Berita Kota Pekalongan Kab. Pekalongan Kab. Batang Ekonomi Bisnis Haji Hiburan Hukum dan Kriminal Kesehatan Kuliner Olahraga Opini Pemerintahan Politik Pendidikan Sosial dan Budaya Teknologi Wisata

Pemkot Pekalongan Targetkan Kenaikan Peringkat Indeks Inovasi Nasional 2025

Lutfi Hanafi • Jumat, 4 Juli 2025 | 03:30 WIB

 

SAPA TAMU - Wali Kota Pekalongan HA Afzan Arslan Djunaid saat hadir dalam evalauasi IID 2024 dan PID 2025, di Ruang Buketan, Kamis (3/7/2025).
SAPA TAMU - Wali Kota Pekalongan HA Afzan Arslan Djunaid saat hadir dalam evalauasi IID 2024 dan PID 2025, di Ruang Buketan, Kamis (3/7/2025).

METROPEKALONGAN.COM, Pekalongan – Pemerintah Kota (Pemkot) Pekalongan terus memacu diri untuk menjadi daerah inovatif yang adaptif terhadap perubahan zaman.

Bahkan berusaha mengulang sukses, setelah sukses menembus peringkat ke-7 nasional dalam Indeks Inovasi Daerah Tahun 2024.

Kini, Pemkot Pekalongan memasang target lebih tinggi dalam ajang yang diselenggarakan Kementerian Dalam Negeri (Kemendagri) tersebut untuk tahun 2025.

Hal itu terungkap dalam kegiatan Evaluasi Indeks Inovasi Daerah 2024 dan Penguatan Inovasi Daerah 2025 yang digelar di Ruang Buketan, Sekretariat Daerah (Sekda) Kota Pekalongan, Kamis 3 Juli 2025.

Wali Kota Pekalongan HA Afzan Arslan Djunaid memimpin langsung jalannya evaluasi bersama seluruh jajaran organisasi perangkat daerah (OPD).

“Alhamdulillah, tahun lalu kita berhasil meraih peringkat ke-7 secara nasional dan menerima penghargaan langsung di Surabaya. Tahun ini, kami targetkan naik peringkat, atau minimal bisa mempertahankan posisi tersebut. Persaingan semakin ketat, tapi kita tetap optimis,” ungkap wali kota yang akrab disapa Mas Aaf.

Ia menekankan, kuantitas bukan segalanya.

Menurutnya, inovasi harus benar-benar berdampak dan dirasakan langsung oleh masyarakat.

“Lebih baik satu inovasi yang matang dan bermanfaat nyata, daripada banyak tapi hanya sekadar angka,” tandasnya.

Dalam kesempatan tersebut, Mas Aaf juga menyatakan, komitmen inovasi tidak hanya berhenti di level dinas, tetapi harus menjalar hingga ke tingkat kecamatan dan kelurahan.

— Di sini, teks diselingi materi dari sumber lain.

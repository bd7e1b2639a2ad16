//! Host dynamic object model
//!
//! [`Object`] is the dynamically typed, owned object graph a host hands to the
//! converter and gets back from it.
//!
//! ## Type Rules
//!
//! - `Int(1) != Float(1.0)`: numeric equality never crosses variants
//! - Floats use IEEE-754 equality
//! - `Str` equals a `WideStr` holding the same code points
//! - `Bytes` and `ByteArray` are distinct: equal payloads in different
//!   variants are not equal
//! - `List`, `Map`, and `ByteArray` are mutable on the host side and cannot be
//!   used as map keys; a `Tuple` can if every member can

use serde::{Deserialize, Serialize};
use std::borrow::Cow;
use std::string::FromUtf16Error;

/// Conversion class of an object
///
/// Every object falls in exactly one class; the converter dispatches on it
/// with an exhaustive match.
#[derive(Debug, Clone, Copy, PartialEq, Eq, Hash)]
pub enum ObjectClass {
    /// Maps onto a wire scalar (nil, integer, double, text, bytes)
    Scalar,
    /// List or map
    Collection,
    /// Geospatial wrapper
    Geospatial,
    /// Wildcard comparator marker
    Wildcard,
    /// Infinity comparator marker
    Infinity,
    /// No wire representation; goes through the fallback serializer
    Fallback,
}

/// Instance of an arbitrary host class
#[derive(Debug, Clone, PartialEq, Serialize, Deserialize)]
pub struct Instance {
    /// Fully qualified class name
    pub type_name: String,
    /// Attributes in definition order
    pub attrs: Vec<(String, Object)>,
}

impl Instance {
    /// Create an instance with no attributes
    pub fn new(type_name: impl Into<String>) -> Self {
        Instance {
            type_name: type_name.into(),
            attrs: Vec::new(),
        }
    }

    /// Builder: add an attribute
    pub fn with_attr(mut self, name: impl Into<String>, value: impl Into<Object>) -> Self {
        self.attrs.push((name.into(), value.into()));
        self
    }

    /// Attribute by name
    pub fn attr(&self, name: &str) -> Option<&Object> {
        self.attrs.iter().find(|(n, _)| n == name).map(|(_, v)| v)
    }
}

/// Host object
#[derive(Debug, Clone, Serialize, Deserialize)]
pub enum Object {
    /// The host's null
    None,
    /// Explicit server-nil marker
    Null,
    /// Boolean
    Bool(bool),
    /// Arbitrary precision integer (bounded here by `i128`)
    Int(i128),
    /// Double precision float
    Float(f64),
    /// UTF-8 text
    Str(String),
    /// Wide text, possibly with unpaired surrogates
    WideStr(Vec<u16>),
    /// Immutable bytes
    Bytes(Vec<u8>),
    /// Mutable byte buffer
    ByteArray(Vec<u8>),
    /// Mutable ordered sequence
    List(Vec<Object>),
    /// Immutable ordered sequence
    Tuple(Vec<Object>),
    /// Insertion ordered mapping
    Map(Vec<(Object, Object)>),
    /// Geospatial value wrapping its `geo_data`
    Geospatial(Box<Object>),
    /// Wildcard comparator marker
    Wildcard,
    /// Infinity comparator marker
    Infinity,
    /// Instance of a user class
    Instance(Instance),
}

impl Object {
    /// Conversion class
    pub fn class(&self) -> ObjectClass {
        match self {
            Object::None
            | Object::Null
            | Object::Int(_)
            | Object::Float(_)
            | Object::Str(_)
            | Object::WideStr(_)
            | Object::Bytes(_)
            | Object::ByteArray(_) => ObjectClass::Scalar,
            Object::List(_) | Object::Map(_) => ObjectClass::Collection,
            Object::Geospatial(_) => ObjectClass::Geospatial,
            Object::Wildcard => ObjectClass::Wildcard,
            Object::Infinity => ObjectClass::Infinity,
            // No boolean or tuple on the wire
            Object::Bool(_) | Object::Tuple(_) | Object::Instance(_) => ObjectClass::Fallback,
        }
    }

    /// Host type name, used in error messages
    pub fn type_name(&self) -> &str {
        match self {
            Object::None => "NoneType",
            Object::Null => "null",
            Object::Bool(_) => "bool",
            Object::Int(_) => "int",
            Object::Float(_) => "float",
            Object::Str(_) | Object::WideStr(_) => "str",
            Object::Bytes(_) => "bytes",
            Object::ByteArray(_) => "bytearray",
            Object::List(_) => "list",
            Object::Tuple(_) => "tuple",
            Object::Map(_) => "dict",
            Object::Geospatial(_) => "GeoJSON",
            Object::Wildcard => "CDTWildcard",
            Object::Infinity => "CDTInfinite",
            Object::Instance(i) => &i.type_name,
        }
    }

    /// Whether the object may be used as a map key
    pub fn is_hashable(&self) -> bool {
        match self {
            Object::List(_) | Object::Map(_) | Object::ByteArray(_) => false,
            Object::Tuple(items) => items.iter().all(Object::is_hashable),
            _ => true,
        }
    }

    /// True for the host null
    pub fn is_none(&self) -> bool {
        matches!(self, Object::None)
    }

    /// Text content of `Str` or `WideStr`
    ///
    /// Returns `None` for other variants. A `WideStr` with unpaired
    /// surrogates yields `Some(Err(..))`.
    pub fn as_text(&self) -> Option<Result<Cow<'_, str>, FromUtf16Error>> {
        match self {
            Object::Str(s) => Some(Ok(Cow::Borrowed(s))),
            Object::WideStr(w) => Some(String::from_utf16(w).map(Cow::Owned)),
            _ => None,
        }
    }

    /// Integer value
    pub fn as_int(&self) -> Option<i128> {
        match self {
            Object::Int(i) => Some(*i),
            _ => None,
        }
    }

    /// Entry of a mapping with a text key
    pub fn get(&self, key: &str) -> Option<&Object> {
        match self {
            Object::Map(entries) => entries
                .iter()
                .find(|(k, _)| matches!(k.as_text(), Some(Ok(t)) if t == key))
                .map(|(_, v)| v),
            _ => None,
        }
    }

    /// Named field: a mapping entry or an instance attribute
    pub fn field(&self, name: &str) -> Option<&Object> {
        match self {
            Object::Instance(i) => i.attr(name),
            _ => self.get(name),
        }
    }

    /// Build a `Str`
    pub fn str(s: impl Into<String>) -> Self {
        Object::Str(s.into())
    }

    /// Build a `WideStr` from UTF-8 text
    pub fn wide(s: &str) -> Self {
        Object::WideStr(s.encode_utf16().collect())
    }

    /// Build a `Map` from `(text, object)` pairs
    pub fn map<K: Into<String>>(entries: impl IntoIterator<Item = (K, Object)>) -> Self {
        Object::Map(
            entries
                .into_iter()
                .map(|(k, v)| (Object::Str(k.into()), v))
                .collect(),
        )
    }
}

impl PartialEq for Object {
    fn eq(&self, other: &Self) -> bool {
        match (self, other) {
            (Object::None, Object::None) => true,
            (Object::Null, Object::Null) => true,
            (Object::Bool(a), Object::Bool(b)) => a == b,
            (Object::Int(a), Object::Int(b)) => a == b,
            // IEEE-754: NaN != NaN, -0.0 == 0.0
            (Object::Float(a), Object::Float(b)) => a == b,
            (Object::Str(a), Object::Str(b)) => a == b,
            (Object::WideStr(a), Object::WideStr(b)) => a == b,
            (Object::Str(s), Object::WideStr(w)) | (Object::WideStr(w), Object::Str(s)) => {
                s.encode_utf16().eq(w.iter().copied())
            }
            (Object::Bytes(a), Object::Bytes(b)) => a == b,
            (Object::ByteArray(a), Object::ByteArray(b)) => a == b,
            (Object::List(a), Object::List(b)) => a == b,
            (Object::Tuple(a), Object::Tuple(b)) => a == b,
            (Object::Map(a), Object::Map(b)) => a == b,
            (Object::Geospatial(a), Object::Geospatial(b)) => a == b,
            (Object::Wildcard, Object::Wildcard) => true,
            (Object::Infinity, Object::Infinity) => true,
            (Object::Instance(a), Object::Instance(b)) => a == b,
            _ => false,
        }
    }
}

// ============================================================================
// From implementations
// ============================================================================

impl From<bool> for Object {
    fn from(b: bool) -> Self {
        Object::Bool(b)
    }
}

impl From<i64> for Object {
    fn from(i: i64) -> Self {
        Object::Int(i as i128)
    }
}

impl From<i32> for Object {
    fn from(i: i32) -> Self {
        Object::Int(i as i128)
    }
}

impl From<i128> for Object {
    fn from(i: i128) -> Self {
        Object::Int(i)
    }
}

impl From<f64> for Object {
    fn from(f: f64) -> Self {
        Object::Float(f)
    }
}

impl From<&str> for Object {
    fn from(s: &str) -> Self {
        Object::Str(s.to_string())
    }
}

impl From<String> for Object {
    fn from(s: String) -> Self {
        Object::Str(s)
    }
}

impl From<Vec<Object>> for Object {
    fn from(items: Vec<Object>) -> Self {
        Object::List(items)
    }
}

impl From<Instance> for Object {
    fn from(i: Instance) -> Self {
        Object::Instance(i)
    }
}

Ia berharap, setiap elemen pemerintahan bisa menjadi lokomotif perubahan dan melahirkan gagasan kreatif yang solutif untuk kebutuhan masyarakat.

Sementara itu, Kepala Bapperida Kota Pekalongan, Cayekti Widigdo menyampaikan, pembangunan inovasi di Kota Pekalongan telah menunjukkan lompatan signifikan dalam beberapa tahun terakhir.

 

“Tahun 2020, kita hanya punya 4 inovasi yang dinilai tinggi. Tahun 2021, karena pandemi, hanya satu inovasi yang masuk. Tapi di 2024, kita berhasil menjaring 135 inovasi di tingkat nasional, dan tahun 2025 ini kami sudah mengantongi 218 inovasi potensial,” jelasnya.

Menurut Cayekti, penguatan kapasitas teknis terus dilakukan untuk mendorong lahirnya inovasi berkualitas dari berbagai sektor, mulai dari dinas, sekolah, puskesmas, hingga masyarakat umum.

Pihaknya juga aktif melakukan pelatihan, pendampingan, dan monitoring agar setiap gagasan tidak berhenti di atas kertas, tetapi bisa diimplementasikan dan berkelanjutan.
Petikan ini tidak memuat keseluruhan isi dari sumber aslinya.